You guys had your chance and you blew it.
Pulling our troops out of Iraq but funding Maliki is probably the best offer you’ll get in a few months.
Why not get out ahead on this instead of losing it all?
Alphie,
Why is it that the chance is “lost”?
All you’re arguing is what way in which you would like to lose the war. Your only suggestion thus far is that we lose the war today by surrendering immediately, versus losing the war in a few months by surrendering in a few months.
Or, to put it another way, your policy argument is that we turn Iraq into a genocidal bloodbath that will only result in the imposition of an Iraqi Taliban as fast as we possibly can, rather than selling 27 million people down the river in a few months.
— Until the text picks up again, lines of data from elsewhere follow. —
//! `GET /api/sessions/{session_id}/qr/archive` downloads every QR-stamped
//! certificate as `certificates_with_qr.zip`. The archive is built once when the
//! pass finishes and served from memory.

use crate::error::SessionError;
use crate::services::zip_response;
use crate::session::SessionsState;
use actix_web::{web, Responder, ResponseError};

/// `GET /api/sessions/{session_id}/qr/archive`
pub(crate) async fn process(
    session_id: web::Path<String>,
    sessions: web::Data<SessionsState>,
) -> impl Responder {
    let result = sessions
        .read(&session_id, |session| {
            session
                .qr
                .as_ref()
                .map(|run| run.archive.clone())
                .ok_or(SessionError::NoQrBatch)
        })
        .await;

    match result {
        Ok(archive) => zip_response("certificates_with_qr.zip", archive.bytes.clone()),
        Err(e) => e.error_response(),
    }
}
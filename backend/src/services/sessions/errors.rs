use crate::session::SessionsState;
use actix_web::{web, HttpResponse, Responder, ResponseError};

/// `GET /api/sessions/{session_id}/errors`
pub(crate) async fn list(
    session_id: web::Path<String>,
    sessions: web::Data<SessionsState>,
) -> impl Responder {
    match sessions
        .read(&session_id, |session| Ok(session.errors.clone()))
        .await
    {
        Ok(errors) => HttpResponse::Ok().json(errors),
        Err(e) => e.error_response(),
    }
}

/// `DELETE /api/sessions/{session_id}/errors`
pub(crate) async fn clear(
    session_id: web::Path<String>,
    sessions: web::Data<SessionsState>,
) -> impl Responder {
    match sessions
        .update(&session_id, |session| {
            session.errors.clear();
            Ok(())
        })
        .await
    {
        Ok(()) => HttpResponse::NoContent().finish(),
        Err(e) => e.error_response(),
    }
}
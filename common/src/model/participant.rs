use serde::{Deserialize, Serialize};

/// One dataset row: ordered `(column, value)` pairs with every value normalized
/// to text. Missing and null cells are stored as empty strings.
#[derive(Clone, Debug, Default, PartialEq, Eq, Serialize, Deserialize)]
pub struct ParticipantRecord {
    fields: Vec<(String, String)>,
}

impl ParticipantRecord {
    pub fn new(fields: Vec<(String, String)>) -> Self {
        Self { fields }
    }

    /// Builds a record from a header row and the cells of one data row.
    ///
    /// Short rows are padded with empty values; `None` cells become `""`.
    pub fn from_cells<I>(headers: &[String], cells: I) -> Self
    where
        I: IntoIterator<Item = Option<String>>,
    {
        let mut cells = cells.into_iter();
        let fields = headers
            .iter()
            .map(|h| (h.clone(), cells.next().flatten().unwrap_or_default()))
            .collect();
        Self { fields }
    }

    /// Value of `column`, or `""` when the record has no such column.
    pub fn get(&self, column: &str) -> &str {
        self.fields
            .iter()
            .find(|(name, _)| name == column)
            .map(|(_, value)| value.as_str())
            .unwrap_or("")
    }

    pub fn contains_column(&self, column: &str) -> bool {
        self.fields.iter().any(|(name, _)| name == column)
    }

    /// First column's value, conventionally the participant's display name.
    pub fn display_name(&self) -> &str {
        self.fields.first().map(|(_, v)| v.as_str()).unwrap_or("")
    }

    /// True when every value is empty after trimming.
    pub fn is_blank(&self) -> bool {
        self.fields.iter().all(|(_, v)| v.trim().is_empty())
    }

    pub fn fields(&self) -> &[(String, String)] {
        &self.fields
    }
}

/// A loaded participant list.
#[derive(Clone, Debug, Default, PartialEq, Eq, Serialize, Deserialize)]
pub struct Dataset {
    pub headers: Vec<String>,
    pub rows: Vec<ParticipantRecord>,
}

impl Dataset {
    pub fn new(headers: Vec<String>, rows: Vec<ParticipantRecord>) -> Self {
        Self { headers, rows }
    }

    pub fn len(&self) -> usize {
        self.rows.len()
    }

    pub fn is_empty(&self) -> bool {
        self.rows.is_empty()
    }

    pub fn has_column(&self, column: &str) -> bool {
        self.headers.iter().any(|h| h == column)
    }
}

#[cfg(test)]
mod tests {
    use super::*;

    fn headers() -> Vec<String> {
        vec!["Name".into(), "Email".into(), "Course".into()]
    }

    #[test]
    fn missing_cells_become_empty_strings() {
        let record = ParticipantRecord::from_cells(
            &headers(),
            vec![Some("Jane Doe".to_string()), None],
        );
        assert_eq!(record.get("Name"), "Jane Doe");
        assert_eq!(record.get("Email"), "");
        assert_eq!(record.get("Course"), "");
        assert_eq!(record.get("Unknown"), "");
        assert!(record.contains_column("Course"));
        assert!(!record.contains_column("Unknown"));
    }

    #[test]
    fn blank_detection_ignores_whitespace() {
        let blank = ParticipantRecord::from_cells(
            &headers(),
            vec![Some("  ".to_string()), None, Some(String::new())],
        );
        assert!(blank.is_blank());

        let filled = ParticipantRecord::from_cells(&headers(), vec![None, None, Some("x".into())]);
        assert!(!filled.is_blank());
        assert_eq!(filled.display_name(), "");
    }
}
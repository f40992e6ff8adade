//! Runtime configuration read from `CERTSMITH_*` environment variables.
//!
//! | Variable | Default |
//! |----------|---------|
//! | `CERTSMITH_HOST` | `127.0.0.1` |
//! | `CERTSMITH_PORT` | `8080` |
//! | `CERTSMITH_OUTPUT_DIR` | `./output` |
//! | `CERTSMITH_FONTS_DIR` | `./fonts` |
//! | `CERTSMITH_SMTP_HOST` | `smtp.gmail.com` |
//! | `CERTSMITH_SMTP_PORT` | `465` |
//! | `CERTSMITH_SMTP_TIMEOUT_SECS` | `30` |
//! | `CERTSMITH_SEND_DELAY_MS` | `1000` |
//! | `CERTSMITH_VALIDATION_URL` | `https://your-validation-url.com/validate` |
//! | `CERTSMITH_JSON_LIMIT_BYTES` | `10485760` |
//!
//! Values that fail to parse are logged and replaced by their default.

use log::warn;
use std::env;
use std::path::PathBuf;
use std::str::FromStr;
use std::time::Duration;

use crate::delivery::SmtpSettings;

#[derive(Debug, Clone)]
pub struct Config {
    pub host: String,
    pub port: u16,
    /// Root of the per-session work directories.
    pub output_dir: PathBuf,
    pub fonts_dir: PathBuf,
    pub smtp: SmtpSettings,
    /// Pause between two successive send attempts.
    pub send_delay: Duration,
    pub validation_base_url: String,
    pub json_limit_bytes: usize,
}

impl Default for Config {
    fn default() -> Self {
        Self {
            host: "127.0.0.1".to_string(),
            port: 8080,
            output_dir: PathBuf::from("./output"),
            fonts_dir: PathBuf::from("./fonts"),
            smtp: SmtpSettings::default(),
            send_delay: Duration::from_millis(1000),
            validation_base_url: "https://your-validation-url.com/validate".to_string(),
            json_limit_bytes: 10 * 1024 * 1024,
        }
    }
}

impl Config {
    pub fn from_env() -> Self {
        let defaults = Config::default();
        Self {
            host: env::var("CERTSMITH_HOST").unwrap_or(defaults.host),
            port: parse_var("CERTSMITH_PORT", defaults.port),
            output_dir: env::var("CERTSMITH_OUTPUT_DIR")
                .map(PathBuf::from)
                .unwrap_or(defaults.output_dir),
            fonts_dir: env::var("CERTSMITH_FONTS_DIR")
                .map(PathBuf::from)
                .unwrap_or(defaults.fonts_dir),
            smtp: SmtpSettings {
                host: env::var("CERTSMITH_SMTP_HOST").unwrap_or(defaults.smtp.host),
                port: parse_var("CERTSMITH_SMTP_PORT", defaults.smtp.port),
                timeout: Duration::from_secs(parse_var(
                    "CERTSMITH_SMTP_TIMEOUT_SECS",
                    defaults.smtp.timeout.as_secs(),
                )),
            },
            send_delay: Duration::from_millis(parse_var(
                "CERTSMITH_SEND_DELAY_MS",
                defaults.send_delay.as_millis() as u64,
            )),
            validation_base_url: env::var("CERTSMITH_VALIDATION_URL")
                .unwrap_or(defaults.validation_base_url),
            json_limit_bytes: parse_var("CERTSMITH_JSON_LIMIT_BYTES", defaults.json_limit_bytes),
        }
    }

    pub fn bind_url(&self) -> String {
        format!("http://{}:{}", self.host, self.port)
    }
}

fn parse_var<T: FromStr + Copy + std::fmt::Display>(name: &str, default: T) -> T {
    match env::var(name) {
        Ok(raw) => parse_or(name, &raw, default),
        Err(_) => default,
    }
}

fn parse_or<T: FromStr + Copy + std::fmt::Display>(name: &str, raw: &str, default: T) -> T {
    raw.trim().parse().unwrap_or_else(|_| {
        warn!("Ignoring invalid {}={:?}, using {}", name, raw, default);
        default
    })
}
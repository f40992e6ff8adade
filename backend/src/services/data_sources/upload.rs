use crate::dataset::{fingerprint, load_dataset};
use crate::error::SessionError;
use crate::services::read_file_part;
use crate::session::SessionsState;
use actix_multipart::Multipart;
use actix_web::{web, HttpResponse, Responder, ResponseError};
use log::info;
use serde::Serialize;

#[derive(Debug, Serialize)]
struct DatasetInfo {
    headers: Vec<String>,
    rows: usize,
    fingerprint: String,
    /// The same bytes were already loaded in this session.
    unchanged: bool,
    email_column: Option<String>,
}

/// HTTP handler wrapper that converts the internal result to an `HttpResponse`.
pub(crate) async fn process(
    session_id: web::Path<String>,
    sessions: web::Data<SessionsState>,
    payload: Multipart,
) -> impl Responder {
    match upload_dataset(&session_id, &sessions, payload).await {
        Ok(info) => HttpResponse::Ok().json(info),
        Err(e) => {
            let _ = sessions
                .update(&session_id, |s| {
                    s.record_error(format!("Dataset upload failed: {}", e));
                    Ok(())
                })
                .await;
            e.error_response()
        }
    }
}

async fn upload_dataset(
    session_id: &str,
    sessions: &SessionsState,
    payload: Multipart,
) -> Result<DatasetInfo, SessionError> {
    let upload = read_file_part(payload).await?;
    if upload.filename.is_empty() {
        return Err(SessionError::BadRequest(
            "the uploaded file has no name".to_string(),
        ));
    }

    let digest = fingerprint(&upload.bytes);
    let dataset = web::block(move || load_dataset(&upload.filename, &upload.bytes))
        .await??;

    let headers = dataset.headers.clone();
    let rows = dataset.len();
    let (unchanged, email_column) = sessions
        .update(session_id, |session| {
            let unchanged = session.set_dataset(dataset, digest.clone());
            Ok((unchanged, session.email_column.clone()))
        })
        .await?;

    info!(
        "[session {}] dataset loaded: {} columns, {} rows (md5 {})",
        session_id,
        headers.len(),
        rows,
        digest
    );
    Ok(DatasetInfo {
        headers,
        rows,
        fingerprint: digest,
        unchanged,
        email_column,
    })
}
//! # Issued QR Codes
//!
//! `GET /api/sessions/{session_id}/qr` lists what the last QR pass handed out: for
//! every stamped certificate its filename, the generated certificate id and the
//! validation URL encoded in the symbol. Certificates that could not be stamped
//! are reported under `errors`, and `cancelled` tells whether the pass was stopped
//! early.

use crate::error::SessionError;
use crate::session::SessionsState;
use actix_web::{web, HttpResponse, Responder, ResponseError};

/// Returns the output of the last QR pass.
///
/// # Returns
/// - `200 OK` with `{issued, errors, cancelled}`.
/// - `400 Bad Request` if no QR pass has completed in this session.
/// - `404 Not Found` if the session does not exist.
pub(crate) async fn process(
    session_id: web::Path<String>,
    sessions: web::Data<SessionsState>,
) -> impl Responder {
    let result = sessions
        .read(&session_id, |session| {
            session
                .qr
                .as_ref()
                .map(|run| run.output.clone())
                .ok_or(SessionError::NoQrBatch)
        })
        .await;

    match result {
        Ok(output) => HttpResponse::Ok().json(output),
        Err(e) => e.error_response(),
    }
}
use crate::session::SessionsState;
use actix_web::{web, HttpResponse, Responder, ResponseError};
use common::requests::EmailColumnRequest;

/// `PUT /api/sessions/{session_id}/dataset/email_column`
pub(crate) async fn process(
    session_id: web::Path<String>,
    sessions: web::Data<SessionsState>,
    payload: web::Json<EmailColumnRequest>,
) -> impl Responder {
    let column = payload.into_inner().column;
    let result = sessions
        .update(&session_id, |session| {
            let invalid_rows = session.set_email_column(column)?;
            Ok((session.email_column.clone(), invalid_rows))
        })
        .await;

    match result {
        Ok((column, invalid_rows)) => HttpResponse::Ok().json(serde_json::json!({
            "email_column": column,
            "invalid_rows": invalid_rows,
        })),
        Err(e) => e.error_response(),
    }
}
I’m not going to back you on either option.
BRD
BRD,
The only people who think Iraq willl turn into a genocidal bloodbath after we leave are, coincidentally, the pro war crowd.
And not even your bloodthirtstiest pals are stupid enough to believe al Qaeda will take over Iraq when we leave.
Quite the opposite, they would be destroyed shortly after we left.
Hatred of the American occupation is the only thing they share with the citizens of Iraq.
By the way, quick question for you, do you actually have any information to support your assertions – or am I keeping you from providing your research with all these questions?
I’ve reviewed some history subsequent to the August 9, 1974 inauguration of Gerald Ford and the December 30, 1974 Statement on Signing the Foreign Assistance Act of 1974.
During that period President Ford vetoed the following bills (overrides noted):
8/13 Vetoed Legislation To Reclassify and Upgrade Deputy United States Marshals.
8/15 Vetoed Animal Health Research Legislation.
9/30 Vetoed Legislation Providing for the Sale of United States Phosphate Interests in Florida.
10/12 Vetoed Railroad Retirement Benefits Legislation. (OVERRIDDEN)
10/12 Vetoed Atomic Energy Act Amendments.
10/14 Vetoed Continuing Appropriations Resolution. (Containing an Amendment Suspending Military Aid to Turkey.)
10/17 Vetoed Second Continuing Appropriations Resolution Providing for Suspension of Military Aid to Turkey.
10/17 Vetoed Freedom of Information Act Amendments. (OVERRIDDEN)
10/22 Vetoed National Wildlife Refuge System Legislation.
10/29 Vetoed Legislation for the Relief of Alvin V. Burt, Jr., and the Survivors of Douglas E. Kennedy.
10/29 Vetoed Legislation for the Relief of Nolan Sharp.
10/29 Vetoed Farm Labor Contractor Registration Legislation Containing Personnel Reclassification Rider.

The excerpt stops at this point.